//! Head-to-head comparison of the two algorithms on one grid snapshot.

use std::cmp::Ordering;
use std::time::{Duration, Instant};

use grid_util::point::Point;
use log::info;

use crate::error::Result;
use crate::maze_grid::MazeGrid;
use crate::solver::astar::AstarSolver;
use crate::solver::dijkstra::DijkstraSolver;
use crate::solver::{Algorithm, SearchResult, Solver};

/// One timed algorithm run within a comparison.
#[derive(Clone, Debug)]
pub struct TimedRun {
    pub result: SearchResult,
    pub duration: Duration,
}

/// Results of racing Dijkstra against A* on the same grid, source and
/// destination. Both runs see the identical snapshot: the runner holds a
/// single shared borrow of the grid for its whole duration, so no wall or
/// endpoint edit can slip in between them.
#[derive(Clone, Debug)]
pub struct Comparison {
    pub dijkstra: TimedRun,
    pub astar: TimedRun,
}

impl Comparison {
    /// The algorithm that finished first, [None] on an exact tie.
    pub fn faster(&self) -> Option<Algorithm> {
        match self.dijkstra.duration.cmp(&self.astar.duration) {
            Ordering::Less => Some(Algorithm::Dijkstra),
            Ordering::Greater => Some(Algorithm::Astar),
            Ordering::Equal => None,
        }
    }

    /// The algorithm that finalized fewer cells, [None] on a tie.
    pub fn fewer_explored(&self) -> Option<Algorithm> {
        match self
            .dijkstra
            .result
            .explored
            .cmp(&self.astar.result.explored)
        {
            Ordering::Less => Some(Algorithm::Dijkstra),
            Ordering::Greater => Some(Algorithm::Astar),
            Ordering::Equal => None,
        }
    }
}

fn timed_run<S: Solver>(
    solver: &S,
    grid: &MazeGrid,
    source: Point,
    destination: Point,
) -> Result<TimedRun> {
    let started = Instant::now();
    let (result, _trace) = solver.solve(grid, source, destination)?;
    let duration = started.elapsed();
    info!(
        "{}: explored {} cells in {:?}",
        solver.name(),
        result.explored,
        duration
    );
    Ok(TimedRun { result, duration })
}

/// Runs Dijkstra then A* back to back without any event emission and
/// reports both results with their wall-clock durations. Any pause between
/// the runs for UI pacing is the caller's business.
pub fn compare(grid: &MazeGrid, source: Point, destination: Point) -> Result<Comparison> {
    let dijkstra = timed_run(&DijkstraSolver, grid, source, destination)?;
    let astar = timed_run(&AstarSolver::new(), grid, source, destination)?;
    Ok(Comparison { dijkstra, astar })
}
//! # maze_solver
//!
//! A grid-maze pathfinding engine. Computes shortest paths between a source
//! and a destination cell on a walled grid using either
//! [Dijkstra's algorithm](https://en.wikipedia.org/wiki/Dijkstra%27s_algorithm)
//! or [A* search](https://en.wikipedia.org/wiki/A*_search_algorithm), and
//! records the order in which cells are explored so a renderer can replay
//! the search step by step or race the two algorithms against each other.
//! Movement is 4-directional with unit edge costs.
//!
//! The crate owns the maze model, the search algorithms, the comparison
//! runner and the replay pacing. Rendering, input wiring and theming belong
//! to the embedding application, which builds a [MazeGrid] from user input,
//! calls [solve] or [compare](fn@compare), and feeds the returned trace
//! through a [Replay].

pub mod animate;
pub mod compare;
pub mod error;
pub mod maze_grid;
mod search;
pub mod solver;

#[cfg(test)]
mod fuzz_test;

pub use animate::{CancelToken, Replay, ReplayFrame};
pub use compare::{compare, Comparison, TimedRun};
pub use error::{Result, SolveError};
pub use maze_grid::{
    CellKind, MazeGrid, SelectionMode, DEFAULT_WALL_PROBABILITY, MAX_DIMENSION, MIN_DIMENSION,
};
pub use solver::astar::AstarSolver;
pub use solver::dijkstra::DijkstraSolver;
pub use solver::{Algorithm, ExplorationEvent, ExplorationTrace, SearchResult, Solver};

use grid_util::point::Point;

/// Solves the maze with the selected algorithm, returning the terminal
/// result and the exploration trace in visitation order. Solving twice on
/// an unchanged grid yields identical results and identical traces.
pub fn solve(
    grid: &MazeGrid,
    source: Point,
    destination: Point,
    algorithm: Algorithm,
) -> Result<(SearchResult, ExplorationTrace)> {
    match algorithm {
        Algorithm::Dijkstra => DijkstraSolver.solve(grid, source, destination),
        Algorithm::Astar => AstarSolver::new().solve(grid, source, destination),
    }
}
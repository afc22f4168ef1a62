use grid_util::point::Point;

use crate::maze_grid::MazeGrid;
use crate::solver::Solver;

/// A* search keyed by cumulative distance plus the Manhattan distance to the
/// goal, which is admissible and consistent on a 4-directional unit-cost
/// grid.
#[derive(Clone, Debug)]
pub struct AstarSolver {
    /// Scales the heuristic. 1.0 keeps the estimate admissible; larger
    /// values explore less at the price of possibly suboptimal paths.
    pub heuristic_factor: f32,
}

impl AstarSolver {
    pub fn new() -> AstarSolver {
        AstarSolver {
            heuristic_factor: 1.0,
        }
    }
}

impl Default for AstarSolver {
    fn default() -> Self {
        AstarSolver::new()
    }
}

impl Solver for AstarSolver {
    fn heuristic(&self, _: &MazeGrid, p: &Point, goal: &Point) -> i32 {
        let manhattan = (p.x - goal.x).abs() + (p.y - goal.y).abs();
        (manhattan as f32 * self.heuristic_factor) as i32
    }

    fn name(&self) -> &'static str {
        "A*"
    }
}

#[cfg(test)]
mod tests {
    use super::*;

    /// Asserts that the case in which source and destination are equal is
    /// handled correctly.
    #[test]
    fn equal_start_goal() {
        let grid = MazeGrid::new(5, 5);
        let start = Point::new(2, 2);
        let (result, trace) = AstarSolver::new().solve(&grid, start, start).unwrap();
        assert_eq!(result.path, vec![start]);
        assert_eq!(result.distance(), Some(0));
        assert_eq!(result.explored, 1);
        assert_eq!(trace.len(), 1);
        assert_eq!(trace[0].position, start);
    }

    /// Asserts that the optimal 4-step solution is found.
    #[test]
    fn solve_simple_problem() {
        // S..
        // .#.
        // ..G
        let mut grid = MazeGrid::new(5, 5);
        grid.toggle_wall(Point::new(1, 1));
        let start = Point::new(0, 0);
        let end = Point::new(2, 2);
        let (result, _) = AstarSolver::new().solve(&grid, start, end).unwrap();
        assert_eq!(result.distance(), Some(4));
    }

    #[test]
    fn test_complex() {
        let mut grid = MazeGrid::new(10, 10);
        for p in [
            Point::new(1, 1),
            Point::new(5, 0),
            Point::new(0, 5),
            Point::new(8, 8),
        ] {
            grid.toggle_wall(p);
        }
        let start = Point::new(0, 0);
        let end = Point::new(7, 7);
        let (result, _) = AstarSolver::new().solve(&grid, start, end).unwrap();
        // Manhattan distance; the scattered walls force no detour.
        assert_eq!(result.distance(), Some(14));
        assert_eq!(result.path.len(), 15);
    }

    /// The heuristic pulls the search straight down a corridor-free row.
    #[test]
    fn heuristic_prunes_exploration() {
        let grid = MazeGrid::new(5, 5);
        let (result, _) = AstarSolver::new()
            .solve(&grid, Point::new(0, 0), Point::new(4, 0))
            .unwrap();
        assert_eq!(result.distance(), Some(4));
        assert_eq!(result.explored, 5);
    }
}
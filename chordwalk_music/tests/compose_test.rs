// End-to-end checks through the public API: table loading from disk, both
// forms in both modes, and JSON output of a finished piece.

use chordwalk_music::bassline::Inversion;
use chordwalk_music::degree::ScaleDegree;
use chordwalk_music::error::{ComposeError, ConfigError};
use chordwalk_music::mode::{Mode, ModeTables};
use chordwalk_music::offset::GeneratorLimits;
use chordwalk_music::structure::{FormConfig, Piece, compose_aba, compose_through};
use rand::SeedableRng;
use rand::rngs::StdRng;
use std::path::PathBuf;

fn temp_path(name: &str) -> PathBuf {
    std::env::temp_dir().join(format!("chordwalk_{}_{name}", std::process::id()))
}

fn check_piece(tables: &ModeTables, piece: &Piece) {
    let n = piece.progression.len();
    assert!(n >= 2);
    assert_eq!(piece.chords.len(), n);
    assert_eq!(piece.measures.len(), n);
    assert_eq!(piece.offsets.len(), n);
    assert!(tables.is_dominant(piece.progression[n - 2]));
    assert_eq!(piece.progression[n - 1], ScaleDegree::TONIC);
    assert_eq!(piece.measures[n - 1], vec![ScaleDegree::TONIC]);

    for (bar, chord) in piece.chords.iter().enumerate() {
        assert_eq!(chord.root, piece.progression[bar]);
        assert_ne!(chord.inversion, Inversion::Second);
        if chord.root == ScaleDegree::LEADING_TONE {
            assert!(chord.is_inverted(), "bar {bar}");
        }
    }
    for bar in &piece.measures[..n - 1] {
        assert_eq!(bar.len(), 4);
    }
}

#[test]
fn test_both_modes_both_forms() {
    let limits = GeneratorLimits::default();
    for mode in [Mode::Major, Mode::Minor] {
        let tables = mode.tables();
        for seed in 0..25 {
            let mut rng = StdRng::seed_from_u64(seed);
            let piece = compose_aba(&tables, &FormConfig::default(), &limits, &mut rng).unwrap();
            check_piece(&tables, &piece);
            assert_eq!(piece.progression.len(), 13);

            let piece = compose_through(&tables, 16, &limits, &mut rng).unwrap();
            check_piece(&tables, &piece);
            assert!(piece.progression.len() > 16);
        }
    }
}

#[test]
fn test_tables_load_from_disk() {
    let path = temp_path("minor.json");
    std::fs::write(&path, serde_json::to_string_pretty(&ModeTables::minor()).unwrap()).unwrap();
    let tables = ModeTables::load(&path).unwrap();
    std::fs::remove_file(&path).unwrap();

    assert_eq!(tables.name(), ModeTables::minor().name());
    let mut rng = StdRng::seed_from_u64(9);
    let piece = compose_aba(&tables, &FormConfig::default(), &GeneratorLimits::default(), &mut rng)
        .unwrap();
    assert_eq!(piece.chord_symbols(&tables).last().unwrap(), "i");
}

#[test]
fn test_bad_table_files() {
    let missing = temp_path("does_not_exist.json");
    assert!(matches!(ModeTables::load(&missing), Err(ConfigError::Io(_))));

    let garbage = temp_path("garbage.json");
    std::fs::write(&garbage, "{ not json").unwrap();
    let result = ModeTables::load(&garbage);
    std::fs::remove_file(&garbage).unwrap();
    assert!(matches!(result, Err(ConfigError::Parse(_))));
}

#[test]
fn test_piece_json_round_trip() {
    let tables = ModeTables::major();
    let mut rng = StdRng::seed_from_u64(5);
    let piece = compose_through(&tables, 8, &GeneratorLimits::default(), &mut rng).unwrap();
    let json = serde_json::to_string(&piece).unwrap();
    let back: Piece = serde_json::from_str(&json).unwrap();
    assert_eq!(back, piece);
    // Degrees are written as plain numbers.
    assert!(json.contains("\"progression\":[1,"));
}

#[test]
fn test_seeded_runs_repeat() {
    let tables = ModeTables::minor();
    let limits = GeneratorLimits::default();
    let run = |seed| {
        let mut rng = StdRng::seed_from_u64(seed);
        compose_aba(&tables, &FormConfig::default(), &limits, &mut rng).unwrap()
    };
    assert_eq!(run(77), run(77));
}

#[test]
fn test_error_messages() {
    let err = ComposeError::SectionRejected {
        section: 'B',
        attempts: 10,
    };
    assert_eq!(err.to_string(), "no acceptable B section after 10 attempts");
    let err: ComposeError = ConfigError::NoDominants.into();
    assert_eq!(err.to_string(), ConfigError::NoDominants.to_string());
}
// Melody generation: one four-note measure per chord, voice-led by step.
//
// Each measure is shaped `[c ? ? c]`: its first and last notes must be chord
// tones of the measure's chord, the inner two run freely. Notes move by scale
// step wherever possible.
//
// - Consonant notes take the first chord tone (in root, third, fifth order)
//   that is one step away and keeps the running offset in range. If no such
//   step exists the line leaps to a random other chord tone, which is the only
//   move allowed to overshoot the range.
// - Free notes turn back at the edge of the range and otherwise continue in
//   the direction of the previous interval (falling lines keep falling while
//   they can, anything else rises).
//
// The first measure is seeded by hand: a random tonic-chord tone, a step
// either way, then one free note and one consonant note. The last two notes
// and the `OffsetTracker` carry across measure boundaries.

use crate::degree::{ScaleDegree, is_trending_down};
use crate::mode::ModeTables;
use crate::offset::OffsetTracker;
use rand::Rng;
use serde::{Deserialize, Serialize};

pub const NOTES_PER_MEASURE: usize = 4;

/// The notes sung over one chord.
pub type Measure = Vec<ScaleDegree>;

/// Measures plus the running offset after every note, in the same shape.
#[derive(Debug, Clone, Default, PartialEq, Eq, Serialize, Deserialize)]
pub struct Melody {
    pub measures: Vec<Measure>,
    pub offsets: Vec<Vec<i32>>,
}

/// The two most recent notes. The trend is read from `prev -> curr`.
#[derive(Debug, Clone, Copy)]
struct Recent {
    prev: ScaleDegree,
    curr: ScaleDegree,
}

impl Recent {
    fn push(&mut self, note: ScaleDegree) {
        self.prev = self.curr;
        self.curr = note;
    }
}

/// Generate one measure per chord of `progression`.
pub fn generate_melody(
    tables: &ModeTables,
    progression: &[ScaleDegree],
    tracker: &mut OffsetTracker,
    rng: &mut impl Rng,
) -> Melody {
    let mut melody = Melody::default();
    let Some((&first_chord, rest)) = progression.split_first() else {
        return melody;
    };

    let (opening, opening_offsets, mut recent) =
        opening_measure(tables, first_chord, tracker, rng);
    melody.measures.push(opening);
    melody.offsets.push(opening_offsets);

    for &chord in rest {
        let mut measure = Measure::with_capacity(NOTES_PER_MEASURE);
        let mut offsets = Vec::with_capacity(NOTES_PER_MEASURE);
        for i in 0..NOTES_PER_MEASURE {
            let consonant = i == 0 || i == NOTES_PER_MEASURE - 1;
            let note = next_note(tables, recent.prev, recent.curr, chord, consonant, tracker, rng);
            recent.push(note);
            measure.push(note);
            offsets.push(tracker.current());
        }
        melody.measures.push(measure);
        melody.offsets.push(offsets);
    }
    melody
}

/// The hand-seeded first measure.
fn opening_measure(
    tables: &ModeTables,
    chord: ScaleDegree,
    tracker: &mut OffsetTracker,
    rng: &mut impl Rng,
) -> (Measure, Vec<i32>, Recent) {
    let tones = tables.chord_tones(chord);
    let start = tones[rng.random_range(0..tones.len())];
    tracker.advance(ScaleDegree::TONIC, start);
    let mut offsets = vec![tracker.current()];

    // Coin flip for the opening direction.
    let second = if rng.random_bool(0.5) {
        start.step_down()
    } else {
        start.step_up()
    };
    tracker.advance(start, second);
    offsets.push(tracker.current());

    let mut recent = Recent {
        prev: start,
        curr: second,
    };
    let mut measure = vec![start, second];
    for consonant in [false, true] {
        let note = next_note(tables, recent.prev, recent.curr, chord, consonant, tracker, rng);
        recent.push(note);
        measure.push(note);
        offsets.push(tracker.current());
    }
    (measure, offsets, recent)
}

/// Choose the note after `curr` over `chord` and record the move in `tracker`.
pub fn next_note(
    tables: &ModeTables,
    prev: ScaleDegree,
    curr: ScaleDegree,
    chord: ScaleDegree,
    consonant: bool,
    tracker: &mut OffsetTracker,
    rng: &mut impl Rng,
) -> ScaleDegree {
    let up = curr.step_up();
    let down = curr.step_down();

    if consonant {
        let tones = tables.chord_tones(chord);
        if let Some(&tone) = tones
            .iter()
            .find(|&&t| (t == up || t == down) && t != curr && tracker.is_viable(curr, t))
        {
            return tracker.advance(curr, tone);
        }
        // Dead end: leap anywhere in the chord, even out of range.
        let others: Vec<ScaleDegree> = tones.iter().copied().filter(|&t| t != curr).collect();
        let leap = others[rng.random_range(0..others.len())];
        return tracker.advance(curr, leap);
    }

    if tracker.at_floor() {
        return tracker.advance(curr, up);
    }
    if tracker.at_ceiling() {
        return tracker.advance(curr, down);
    }
    if is_trending_down(prev, curr) && tracker.is_viable(curr, down) {
        tracker.advance(curr, down)
    } else {
        tracker.advance(curr, up)
    }
}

-=-=-

→ What you will do: Which lines above contain the word "started"? Copy each of them.

→ Answer below:
    let started = Instant::now();
    let duration = started.elapsed();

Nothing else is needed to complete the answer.